Der Festplatz Spitalgarten mitten in der Villinger Innenstadt wird bestens angenommen beim Narrozunft-Sommerfest. Foto: Willi Zimmermann

Alles hat gestrahlt beim Sommerfest der Historischen Narrozunft im Spitalgarten, mitten in der Innenstadt, das Wetter, die Zunft und die überaus zahlreichen Gäste.

„Ein perfektes Fest“, schwärmte das Zunftmeister-Duo Anselm Säger und Alexander Brüderle, nachdem vergangenes Jahr abgesagt werden musste.

 

Denn alle kamen wieder, und wieder war richtig Sommer, Sonnenschutz gewährleistet. In einer Gruppe musste man nicht kommen, auch sogenannte Einzelgäste fanden sehr schnell Anschluss.

Es gab angenehme Beschallung mit abwechslungsreicher Live-Musik von den Dörr-Brüdern, den Klosterbrass der Villinger Stadtharmonisten und den Villinger Stadtmusikanten.

5555. Mitglied

So ganz nebenbei: Das 5555. Mitglied der Historischen Narrozunft konnte begrüßt werden und, worüber sich Anselm Säger besonders freute, über viele neue Helfer. Die nächste Helfer-Generation stehe in den Startlöchern. Denn rund 150 Helfer braucht es, um so ein Fest zu stemmen, war zu erfahren.

Die ganz jungen Besucher fanden sehr schnell einen Draht zueinander. Wenn nicht am Spitalbrunnen oder als Zuhörer an der Musikbühne, dann magisch angezogen vom Glücksrad, da hatten die Oldies Peter Kerber und Roland Weisser ein Händchen.

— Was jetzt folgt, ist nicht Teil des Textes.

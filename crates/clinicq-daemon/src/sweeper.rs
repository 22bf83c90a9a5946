//! Periodic restoration of lapsed PIN windows.

use clinicq_core::ClinicFlow;
use std::sync::Arc;
use std::time::Duration;
use tokio::sync::watch;
use tracing::{debug, info};

/// Background loop returning the authorization of every arrival whose PIN
/// window lapsed without a further attempt.
pub struct Sweeper {
    flow: Arc<ClinicFlow>,
    interval: Duration,
}

impl Sweeper {
    pub fn new(flow: Arc<ClinicFlow>, interval: Duration) -> Self {
        Self {
            flow,
            interval: interval.max(Duration::from_millis(100)),
        }
    }

    /// Run one sweep. Returns how many authorizations were restored.
    pub async fn sweep_once(&self) -> usize {
        let restored = self.flow.verifier().sweep_expired().await;
        if restored > 0 {
            info!(restored, "Restored lapsed arrival authorizations");
        }
        restored
    }

    /// Run until `shutdown` flips to true.
    pub async fn run(self, mut shutdown: watch::Receiver<bool>) {
        let mut ticker = tokio::time::interval(self.interval);
        ticker.set_missed_tick_behavior(tokio::time::MissedTickBehavior::Delay);
        info!(interval_ms = self.interval.as_millis() as u64, "Sweeper started");

        loop {
            tokio::select! {
                _ = ticker.tick() => {
                    self.sweep_once().await;
                }
                changed = shutdown.changed() => {
                    if changed.is_err() || *shutdown.borrow() {
                        debug!("Sweeper stopping");
                        break;
                    }
                }
            }
        }
    }
}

Gevespert werden konnte vegetarisch, vegan oder sehr gut bürgerlich.

Eine Tonne Pommes

Und um einmal ganz gewöhnliche Zahlen sprechen zu lassen: Rund eine Tonne Pommes gingen über den Tresen, die Menge an fleischlichen Speisen und Gemüsen kann man sich hinzudenken.

Und bei dem Wetter ganz besonders wichtig: die Getränke. Allein an bierhaltiger Flüssigkeit wurden rund 5000 Hektoliter gebraucht, um den körperlichen Flüssigkeitshaushalt wieder herzustellen. Darunter erstmals Radler vom Fass, die Zapfer hatten also gut zu tun. Es hat gut gemundet.

Und die Preise für Speis und Trank: Wirklich erschwinglich, war von einem Gast zu hören, denn „sonst kommt doch keiner mehr“.